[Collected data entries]
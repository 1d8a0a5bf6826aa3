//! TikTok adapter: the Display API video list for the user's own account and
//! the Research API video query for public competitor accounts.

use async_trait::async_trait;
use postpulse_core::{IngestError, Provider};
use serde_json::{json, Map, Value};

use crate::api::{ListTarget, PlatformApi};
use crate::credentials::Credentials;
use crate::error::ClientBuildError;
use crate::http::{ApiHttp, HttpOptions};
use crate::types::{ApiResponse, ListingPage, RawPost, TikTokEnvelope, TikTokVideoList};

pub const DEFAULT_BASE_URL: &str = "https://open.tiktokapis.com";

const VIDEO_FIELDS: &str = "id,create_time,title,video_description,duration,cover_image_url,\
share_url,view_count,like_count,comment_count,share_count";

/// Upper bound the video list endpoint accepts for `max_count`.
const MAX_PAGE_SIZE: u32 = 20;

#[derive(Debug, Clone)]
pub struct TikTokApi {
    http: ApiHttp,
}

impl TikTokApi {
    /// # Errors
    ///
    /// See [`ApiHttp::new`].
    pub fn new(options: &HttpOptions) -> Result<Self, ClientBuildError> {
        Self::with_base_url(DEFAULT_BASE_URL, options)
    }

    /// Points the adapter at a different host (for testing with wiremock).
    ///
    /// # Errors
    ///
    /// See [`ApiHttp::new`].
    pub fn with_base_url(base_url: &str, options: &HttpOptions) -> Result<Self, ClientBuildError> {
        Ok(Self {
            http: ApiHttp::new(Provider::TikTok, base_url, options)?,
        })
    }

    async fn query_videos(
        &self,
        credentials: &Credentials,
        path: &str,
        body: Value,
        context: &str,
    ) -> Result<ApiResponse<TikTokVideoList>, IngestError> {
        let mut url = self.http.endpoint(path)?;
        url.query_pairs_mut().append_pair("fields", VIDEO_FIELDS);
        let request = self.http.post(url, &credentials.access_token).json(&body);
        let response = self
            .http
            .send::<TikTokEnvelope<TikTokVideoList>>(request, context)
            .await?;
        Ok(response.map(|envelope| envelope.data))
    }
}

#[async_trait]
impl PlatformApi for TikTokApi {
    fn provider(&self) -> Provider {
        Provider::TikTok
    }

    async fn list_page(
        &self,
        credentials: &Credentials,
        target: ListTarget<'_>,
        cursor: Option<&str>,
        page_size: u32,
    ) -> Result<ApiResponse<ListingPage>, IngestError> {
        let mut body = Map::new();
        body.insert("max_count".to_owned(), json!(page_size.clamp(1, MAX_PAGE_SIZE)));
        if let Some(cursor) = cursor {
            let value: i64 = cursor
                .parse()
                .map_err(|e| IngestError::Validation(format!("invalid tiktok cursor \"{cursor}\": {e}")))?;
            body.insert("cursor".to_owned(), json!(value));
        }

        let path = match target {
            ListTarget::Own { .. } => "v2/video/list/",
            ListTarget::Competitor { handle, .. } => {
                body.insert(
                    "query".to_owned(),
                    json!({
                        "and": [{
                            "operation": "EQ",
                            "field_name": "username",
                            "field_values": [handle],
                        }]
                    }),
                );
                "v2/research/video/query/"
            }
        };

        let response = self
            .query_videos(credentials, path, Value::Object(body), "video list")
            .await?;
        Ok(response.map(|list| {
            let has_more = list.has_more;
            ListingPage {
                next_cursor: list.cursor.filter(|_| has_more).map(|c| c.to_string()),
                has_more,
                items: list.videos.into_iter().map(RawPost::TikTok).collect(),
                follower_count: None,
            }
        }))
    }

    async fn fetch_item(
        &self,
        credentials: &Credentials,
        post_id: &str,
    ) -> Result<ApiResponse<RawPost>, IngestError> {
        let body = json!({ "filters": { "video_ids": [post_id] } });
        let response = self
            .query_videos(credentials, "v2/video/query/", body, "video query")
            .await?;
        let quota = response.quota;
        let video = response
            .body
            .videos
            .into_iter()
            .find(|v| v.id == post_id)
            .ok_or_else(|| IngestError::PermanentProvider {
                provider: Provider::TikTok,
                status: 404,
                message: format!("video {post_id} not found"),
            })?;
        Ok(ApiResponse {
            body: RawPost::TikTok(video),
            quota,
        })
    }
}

---

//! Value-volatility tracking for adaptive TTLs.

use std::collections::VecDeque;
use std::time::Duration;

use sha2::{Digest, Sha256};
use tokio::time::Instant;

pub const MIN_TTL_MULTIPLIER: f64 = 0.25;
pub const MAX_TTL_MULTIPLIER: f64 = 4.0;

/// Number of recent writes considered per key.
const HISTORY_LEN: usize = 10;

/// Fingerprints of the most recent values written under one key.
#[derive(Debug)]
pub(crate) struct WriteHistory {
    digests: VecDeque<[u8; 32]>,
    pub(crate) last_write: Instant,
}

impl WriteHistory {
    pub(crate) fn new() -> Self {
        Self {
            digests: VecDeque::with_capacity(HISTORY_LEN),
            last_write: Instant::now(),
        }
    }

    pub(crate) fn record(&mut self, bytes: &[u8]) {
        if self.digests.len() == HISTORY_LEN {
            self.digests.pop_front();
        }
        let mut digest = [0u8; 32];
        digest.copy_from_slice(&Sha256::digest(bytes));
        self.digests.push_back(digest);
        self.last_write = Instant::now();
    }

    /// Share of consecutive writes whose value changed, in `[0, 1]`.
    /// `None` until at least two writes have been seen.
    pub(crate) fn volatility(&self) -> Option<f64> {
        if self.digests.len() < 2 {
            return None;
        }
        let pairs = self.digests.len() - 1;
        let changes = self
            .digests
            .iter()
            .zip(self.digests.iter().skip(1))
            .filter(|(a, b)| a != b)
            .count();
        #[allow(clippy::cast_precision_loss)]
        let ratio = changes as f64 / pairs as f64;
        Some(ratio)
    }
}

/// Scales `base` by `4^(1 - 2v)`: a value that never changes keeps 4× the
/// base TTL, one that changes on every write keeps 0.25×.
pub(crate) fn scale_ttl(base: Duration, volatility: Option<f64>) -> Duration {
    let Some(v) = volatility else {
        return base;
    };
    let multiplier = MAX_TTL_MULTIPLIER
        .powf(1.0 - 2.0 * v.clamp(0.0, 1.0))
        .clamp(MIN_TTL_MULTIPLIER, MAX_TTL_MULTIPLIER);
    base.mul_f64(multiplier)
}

→ What you have to do: Filter the entries above and return only the lines holding "PlatformApi".

→ Task solution:
use crate::api::{ListTarget, PlatformApi};
impl PlatformApi for TikTokApi {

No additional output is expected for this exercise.